Quantitative data can be summarised numerically, and the most common techniques are indicated in Table 13.9.

The mean and standard deviation are usually used whenever possible, for practical and mathematical reasons. Sometimes quoting both the mean and median (and the standard deviation and IQR) may be appropriate.

The following short video may help explain some of these concepts:

TABLE 13.9: Summarising quantitative data
For distributions that are:
Feature: Approximately symmetric Not symmetric, or outliers
Average: Mean Median
Variation: Standard deviation IQR
Shape: Verbal description only Verbal description only
Outliers: Standard deviation rule IQR rule

13.9 Quick review questions

A study of fulmars (a type of seabird)330 explored the metabolic rate of the birds. The mass of the female birds were (in grams): 635; 635; 668; 640; 645; 635

  1. From your calculator, the sample mean is
  2. From your calculator, the sample standard deviation is
  3. The sample median is
  4. The population standard deviation is

Remember that population values are not known, and are estimated by the sample values!
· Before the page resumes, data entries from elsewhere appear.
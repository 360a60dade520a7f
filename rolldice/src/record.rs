use opentelemetry::propagation::{Extractor, Injector};

/// 记录头
///
/// 保持插入顺序，同时作为追踪上下文的注入与提取载体。
#[derive(Debug, Clone, Default, PartialEq, Eq)]
pub struct RecordHeaders(Vec<(String, Vec<u8>)>);

impl RecordHeaders {
    /// 构造空记录头
    pub fn new() -> Self {
        Self::default()
    }

    /// 写入记录头，同名则覆盖
    pub fn insert(&mut self, key: impl Into<String>, value: impl Into<Vec<u8>>) {
        let key = key.into();
        let value = value.into();
        match self.0.iter_mut().find(|(k, _)| *k == key) {
            Some((_, v)) => *v = value,
            None => self.0.push((key, value)),
        }
    }

    /// 读取记录头
    pub fn get(&self, key: &str) -> Option<&[u8]> {
        self.0
            .iter()
            .find(|(k, _)| k == key)
            .map(|(_, v)| v.as_slice())
    }

    /// 遍历记录头
    pub fn iter(&self) -> impl Iterator<Item = (&str, &[u8])> {
        self.0.iter().map(|(k, v)| (k.as_str(), v.as_slice()))
    }

    /// 记录头数量
    pub fn len(&self) -> usize {
        self.0.len()
    }

    /// 是否为空
    pub fn is_empty(&self) -> bool {
        self.0.is_empty()
    }
}

impl Injector for RecordHeaders {
    fn set(&mut self, key: &str, value: String) {
        self.insert(key, value.into_bytes());
    }
}

impl Extractor for RecordHeaders {
    fn get(&self, key: &str) -> Option<&str> {
        RecordHeaders::get(self, key).and_then(|v| std::str::from_utf8(v).ok())
    }

    fn keys(&self) -> Vec<&str> {
        self.0.iter().map(|(k, _)| k.as_str()).collect()
    }
}

/// 待写入记录
#[derive(Debug, Clone)]
pub struct OutgoingRecord {
    /// 目标主题
    pub topic: String,
    /// 消息键
    pub key: Vec<u8>,
    /// 消息体
    pub value: Vec<u8>,
    /// 记录头
    pub headers: RecordHeaders,
}

/// 写入确认
#[derive(Debug, Clone, Copy, PartialEq, Eq)]
pub struct Delivery {
    /// 分区
    pub partition: i32,
    /// 偏移
    pub offset: i64,
}

/// 已认领记录
#[derive(Debug, Clone)]
pub struct ConsumedRecord {
    /// 来源主题
    pub topic: String,
    /// 分区
    pub partition: i32,
    /// 偏移
    pub offset: i64,
    /// 毫秒时间戳
    pub timestamp: Option<i64>,
    /// 消息键
    pub key: Option<Vec<u8>>,
    /// 消息体
    pub payload: Vec<u8>,
    /// 记录头
    pub headers: RecordHeaders,
}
  1. A study of fatalities on amusement rides in the US331 recorded these number of fatalities from 1994 to 2003:
1994 1995 1996 1997 1998 1999 2000 2001 2002 2003
2 4 3 4 7 6 1 3 2 5
  • What is the mean number of fatalities per year over this period?
  • What is the median number of fatalities per year over this period?
  • What is the standard deviation number of fatalities per year over this period?
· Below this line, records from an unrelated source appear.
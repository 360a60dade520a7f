//! # **rolldice** 特征

use crate::{
    errors::{ConfigError, HandlerError, NotifyError, TransportError},
    notify::PushMessage,
    record::{ConsumedRecord, Delivery, OutgoingRecord},
    subscriber::Session,
};
use std::future::Future;

/// 记录写入特征
pub trait RecordSink: Send + Sync + 'static {
    /// 写入记录并等待确认
    ///
    /// 重试由传输层负责，调用方只发起一次写入。
    fn send(
        &self,
        record: OutgoingRecord,
    ) -> impl Future<Output = Result<Delivery, TransportError>> + Send;
}

/// 消费组客户端特征
pub trait GroupClient: Send + Sync + 'static {
    /// 运行一轮消费组会话
    ///
    /// 认领分区后调用 [`Session::mark_ready`]，逐条经 [`Session::deliver`] 分派记录。
    /// 会话被取消或被传输层结束（如再均衡）时返回 `Ok`，其余错误不可恢复。
    fn consume<H: RecordHandler>(
        &self,
        handler: &H,
        session: &Session,
    ) -> impl Future<Output = Result<(), TransportError>> + Send;
    /// 暂停全部已分配分区，不离开消费组
    fn pause_all(&self) -> Result<(), TransportError>;
    /// 恢复全部已分配分区
    fn resume_all(&self) -> Result<(), TransportError>;
    /// 关闭客户端
    fn close(&self) -> Result<(), TransportError>;
}

/// 记录处理特征
pub trait RecordHandler: Send + Sync + 'static {
    /// 处理一条记录
    fn handle(
        &self,
        record: ConsumedRecord,
    ) -> impl Future<Output = Result<(), HandlerError>> + Send;
}

impl<F, Fut> RecordHandler for F
where
    F: Fn(ConsumedRecord) -> Fut + Send + Sync + 'static,
    Fut: Future<Output = Result<(), HandlerError>> + Send,
{
    #[inline]
    fn handle(
        &self,
        record: ConsumedRecord,
    ) -> impl Future<Output = Result<(), HandlerError>> + Send {
        self(record)
    }
}

/// 通知发送特征
pub trait NotificationSender: Send + Sync + 'static {
    /// 发送推送消息
    fn send_push_message(
        &self,
        payload: &PushMessage,
    ) -> impl Future<Output = Result<(), NotifyError>> + Send;
}

/// 配置特征
pub trait Config: Sized {
    /// 从已构建的配置源加载
    fn load(config: &config::Config) -> Result<Self, ConfigError>;
}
  1. Which of the following statements are true?

    • The IQR measures the amount of variability in a set of data
    • The mean and the median can both be called the "average"
    • The mean and the median are not always the same value
    • The range is a measure of variability in a set of data (but it usually too simple to be useful)
    • The standard deviation measures the amount of variability in a set of data
    • Another name for the median is \(Q_2\)
    • \(Q_3\) is the median of the largest half of the data
    • The IQR is a useful measure of the amount of variation in data that are skewed
    • The IQR is the difference between the first and second quartiles

Progress:

13.10 Exercises

Selected answers are available in Sect. D.13.
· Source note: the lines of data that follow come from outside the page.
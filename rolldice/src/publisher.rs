//! ## 发布者

use crate::{
    RollEvent, RollIdCounter, Telemetry,
    domain::RecordSink,
    errors::PublishError,
    record::{Delivery, OutgoingRecord, RecordHeaders},
};
use tracing::{Span, error, info, instrument};

/// 发布者结构
pub struct Publisher<S> {
    sink: S,
    telemetry: Telemetry,
    roll_ids: RollIdCounter,
}

impl<S: RecordSink> Publisher<S> {
    /// 构造发布者
    pub fn new(sink: S, telemetry: Telemetry) -> Self {
        Self {
            sink,
            telemetry,
            roll_ids: RollIdCounter::new(),
        }
    }

    /// 发布消息
    ///
    /// 当前 span 的追踪上下文写入记录头，成功与失败都会记录主题、键与消息体。
    #[instrument(name = "publish_to_kafka", skip_all, fields(topic = %topic, key = %key))]
    pub async fn publish(&self, topic: &str, value: &str, key: &str) -> Result<Delivery, PublishError> {
        let mut headers = RecordHeaders::new();
        self.telemetry.inject(&Span::current(), &mut headers);
        let record = OutgoingRecord {
            topic: topic.to_owned(),
            key: key.as_bytes().to_vec(),
            value: value.as_bytes().to_vec(),
            headers,
        };

        match self.sink.send(record).await {
            Ok(delivery) => {
                info!(
                    topic,
                    key,
                    value,
                    partition = delivery.partition,
                    offset = delivery.offset,
                    "消息已发布到主题"
                );
                Ok(delivery)
            }
            Err(e) => {
                error!(topic, key, value, error = %e, "发布消息失败");
                Err(PublishError::Transport {
                    topic: topic.to_owned(),
                    source: e,
                })
            }
        }
    }

    /// 发布掷骰结果
    ///
    /// 分配掷骰 Id 并构造信封，以掷骰 Id 作为消息键。
    pub async fn publish_roll(&self, topic: &str, result: i32) -> Result<RollEvent, PublishError> {
        let event = RollEvent::new(self.roll_ids.next(), result);
        let value = event.to_json()?;
        self.publish(topic, &value, event.roll_id()).await?;
        Ok(event)
    }
}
Exercise 13.1 The histogram of the direct HDL cholesterol from the NHANES study is shown in Fig. 13.1. Should the mean or median be used to measure location?

Exercise 13.2 The average monthly SOI values in August from 1995 to 2000 are shown in Table 13.10. Use your calculator (where possible) to calculate the:

  1. sample mean
  2. sample median.
  3. range.
  4. sample standard deviation.
TABLE 13.10: The average monthly SOI values in August from 1995 to 2000
Year Monthly average SOI
1995 0.8
1996 4.6
1997 -19.8
1998 9.8
1999 2.1
2000 5.3

Exercise 13.3 The activity below contains histogram and boxplots.

  1. Match the histogram with the corresponding boxplot.

  2. For which data sets would the mean and standard deviation be the appropriate numerical summary?

    For which data sets would the median and IQR be the appropriate numerical summary?

Exercise 13.4 A study of the productivity of construction workers332 recorded, among other things, the rate at which concrete panels could be installed by workers.

Data for three different female workers in the study are shown in Table 13.11. Construct the boxplot comparing the three workers. What does it tell you?

TABLE 13.11: The productivity of three females workers installing concrete panels (in panels per minute)
Worker 1 Worker 2 Worker 3
Mean 1.24 1.73 1.36
Minimum 0.59 1.13 0.86
1st quartile 0.88 1.51 1.16
Median 1.35 1.70 1.38
3rd quartile 1.49 1.91 1.58
Maximum 1.88 3.00 2.17
Range 1.28 1.87 1.31

Exercise 13.5 An article examined patients who had been admitted for thoracic surgical procedures at Castle Hill Hospital for the presence of microplastics.333 The total number of microplastics found in the lungs of each patients are shown below:

Patient Number of microplastics Patient Number of microplastics
1 8 7 1
2 3 8 7
3 5 9 5
4 2 10 1
5 0 11 0
6 2

For these patients:

  1. What is the mean number of microplastics found?
  2. What is the median number of microplastics found?
  3. What is the standard deviation of the number of microplastics found?
  4. What is the IQR of the number of microplastics found?